### Aim of the exercise
Reduce the material below to its lines containing "BitList".

### Record extracts

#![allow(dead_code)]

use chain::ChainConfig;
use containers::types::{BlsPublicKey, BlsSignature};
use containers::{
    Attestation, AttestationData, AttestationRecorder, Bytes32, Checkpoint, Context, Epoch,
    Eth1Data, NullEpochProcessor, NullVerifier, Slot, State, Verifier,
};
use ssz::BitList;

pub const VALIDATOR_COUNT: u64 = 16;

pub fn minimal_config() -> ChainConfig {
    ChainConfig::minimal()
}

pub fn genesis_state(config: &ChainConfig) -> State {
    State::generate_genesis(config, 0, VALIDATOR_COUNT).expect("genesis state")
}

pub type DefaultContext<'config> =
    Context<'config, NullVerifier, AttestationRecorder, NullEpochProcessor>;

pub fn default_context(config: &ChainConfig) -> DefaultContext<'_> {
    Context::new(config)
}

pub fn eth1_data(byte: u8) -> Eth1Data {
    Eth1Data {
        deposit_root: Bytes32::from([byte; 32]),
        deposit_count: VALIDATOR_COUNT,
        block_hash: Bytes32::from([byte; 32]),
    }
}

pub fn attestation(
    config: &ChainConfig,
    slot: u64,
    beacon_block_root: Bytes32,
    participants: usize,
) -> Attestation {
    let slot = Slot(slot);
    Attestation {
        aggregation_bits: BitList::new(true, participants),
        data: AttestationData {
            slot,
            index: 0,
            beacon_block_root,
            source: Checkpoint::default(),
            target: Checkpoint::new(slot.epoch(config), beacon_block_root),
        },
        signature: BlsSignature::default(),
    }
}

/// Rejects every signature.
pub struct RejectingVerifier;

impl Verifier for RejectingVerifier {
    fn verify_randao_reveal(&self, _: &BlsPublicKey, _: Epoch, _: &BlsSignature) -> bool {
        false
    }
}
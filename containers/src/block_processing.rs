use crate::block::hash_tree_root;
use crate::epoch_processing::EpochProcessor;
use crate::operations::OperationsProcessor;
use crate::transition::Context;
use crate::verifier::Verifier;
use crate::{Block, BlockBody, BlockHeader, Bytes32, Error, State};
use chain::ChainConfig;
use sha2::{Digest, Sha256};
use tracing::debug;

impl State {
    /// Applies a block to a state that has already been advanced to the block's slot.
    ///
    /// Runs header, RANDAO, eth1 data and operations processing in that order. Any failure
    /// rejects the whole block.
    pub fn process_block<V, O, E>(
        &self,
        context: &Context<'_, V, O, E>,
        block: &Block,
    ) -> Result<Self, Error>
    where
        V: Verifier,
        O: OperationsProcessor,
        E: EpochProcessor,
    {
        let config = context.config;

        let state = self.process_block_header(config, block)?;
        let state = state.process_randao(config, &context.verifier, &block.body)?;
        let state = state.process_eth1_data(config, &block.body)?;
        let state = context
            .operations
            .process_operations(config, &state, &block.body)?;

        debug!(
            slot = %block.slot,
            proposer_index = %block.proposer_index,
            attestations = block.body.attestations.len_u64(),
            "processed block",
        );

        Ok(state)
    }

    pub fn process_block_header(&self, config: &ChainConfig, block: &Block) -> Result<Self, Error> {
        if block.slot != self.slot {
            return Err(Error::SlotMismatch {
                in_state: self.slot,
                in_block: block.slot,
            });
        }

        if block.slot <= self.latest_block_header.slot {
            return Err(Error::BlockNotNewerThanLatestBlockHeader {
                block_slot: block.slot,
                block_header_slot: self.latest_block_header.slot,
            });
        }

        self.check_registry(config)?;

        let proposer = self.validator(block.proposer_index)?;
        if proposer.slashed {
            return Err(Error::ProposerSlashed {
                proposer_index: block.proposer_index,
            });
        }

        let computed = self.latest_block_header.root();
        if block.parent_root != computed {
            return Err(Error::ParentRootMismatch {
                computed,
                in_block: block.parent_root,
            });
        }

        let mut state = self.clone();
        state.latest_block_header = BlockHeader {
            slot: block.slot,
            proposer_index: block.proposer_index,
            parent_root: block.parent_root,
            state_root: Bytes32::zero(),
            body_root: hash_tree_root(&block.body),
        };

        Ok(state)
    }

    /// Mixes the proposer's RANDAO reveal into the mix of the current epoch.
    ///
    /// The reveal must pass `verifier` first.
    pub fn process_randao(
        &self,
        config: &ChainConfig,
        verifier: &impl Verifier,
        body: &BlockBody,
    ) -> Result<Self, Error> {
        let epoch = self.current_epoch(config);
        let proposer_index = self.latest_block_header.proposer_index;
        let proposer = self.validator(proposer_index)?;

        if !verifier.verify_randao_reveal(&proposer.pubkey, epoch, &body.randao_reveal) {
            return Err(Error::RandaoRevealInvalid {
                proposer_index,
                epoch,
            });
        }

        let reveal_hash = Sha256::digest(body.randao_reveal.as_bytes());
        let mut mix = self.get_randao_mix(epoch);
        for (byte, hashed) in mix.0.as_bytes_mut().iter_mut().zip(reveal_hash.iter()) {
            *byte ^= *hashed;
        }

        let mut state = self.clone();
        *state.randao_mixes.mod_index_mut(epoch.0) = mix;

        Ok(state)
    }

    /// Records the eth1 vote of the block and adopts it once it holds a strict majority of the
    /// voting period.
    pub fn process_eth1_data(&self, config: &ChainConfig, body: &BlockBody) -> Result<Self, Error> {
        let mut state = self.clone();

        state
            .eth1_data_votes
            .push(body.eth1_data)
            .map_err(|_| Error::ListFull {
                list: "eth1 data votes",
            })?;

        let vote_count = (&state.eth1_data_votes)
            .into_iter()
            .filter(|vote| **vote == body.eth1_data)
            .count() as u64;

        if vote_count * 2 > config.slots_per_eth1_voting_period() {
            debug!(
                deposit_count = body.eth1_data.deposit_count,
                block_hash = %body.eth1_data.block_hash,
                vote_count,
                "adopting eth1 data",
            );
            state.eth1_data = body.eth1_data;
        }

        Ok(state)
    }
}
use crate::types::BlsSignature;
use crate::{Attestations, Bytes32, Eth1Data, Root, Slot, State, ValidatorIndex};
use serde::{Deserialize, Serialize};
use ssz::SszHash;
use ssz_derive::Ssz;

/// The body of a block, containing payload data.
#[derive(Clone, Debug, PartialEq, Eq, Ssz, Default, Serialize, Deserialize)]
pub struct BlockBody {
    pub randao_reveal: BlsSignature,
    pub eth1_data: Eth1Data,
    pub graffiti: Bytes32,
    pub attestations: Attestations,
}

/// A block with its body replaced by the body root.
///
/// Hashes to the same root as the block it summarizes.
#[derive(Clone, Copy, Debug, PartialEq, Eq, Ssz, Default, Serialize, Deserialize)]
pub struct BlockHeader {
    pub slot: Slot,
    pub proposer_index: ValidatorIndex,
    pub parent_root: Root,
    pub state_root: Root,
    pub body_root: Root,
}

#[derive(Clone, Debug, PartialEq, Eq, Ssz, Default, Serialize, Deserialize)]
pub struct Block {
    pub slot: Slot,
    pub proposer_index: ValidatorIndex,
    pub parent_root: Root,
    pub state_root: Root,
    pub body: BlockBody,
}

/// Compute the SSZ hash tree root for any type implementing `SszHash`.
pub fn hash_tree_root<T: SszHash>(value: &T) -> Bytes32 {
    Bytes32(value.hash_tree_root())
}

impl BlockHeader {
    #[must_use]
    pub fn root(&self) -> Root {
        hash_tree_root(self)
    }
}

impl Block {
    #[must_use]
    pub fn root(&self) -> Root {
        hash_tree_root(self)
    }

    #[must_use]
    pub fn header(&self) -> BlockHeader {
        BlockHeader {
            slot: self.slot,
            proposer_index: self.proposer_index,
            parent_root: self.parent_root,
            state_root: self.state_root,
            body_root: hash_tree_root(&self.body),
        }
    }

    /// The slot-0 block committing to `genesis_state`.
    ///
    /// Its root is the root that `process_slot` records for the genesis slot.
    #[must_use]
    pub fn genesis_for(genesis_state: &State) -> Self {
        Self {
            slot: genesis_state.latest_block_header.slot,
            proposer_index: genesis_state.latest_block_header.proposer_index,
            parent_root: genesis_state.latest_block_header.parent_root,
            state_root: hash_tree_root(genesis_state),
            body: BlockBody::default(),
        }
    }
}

### Result below
use ssz::BitList;
        aggregation_bits: BitList::new(true, participants),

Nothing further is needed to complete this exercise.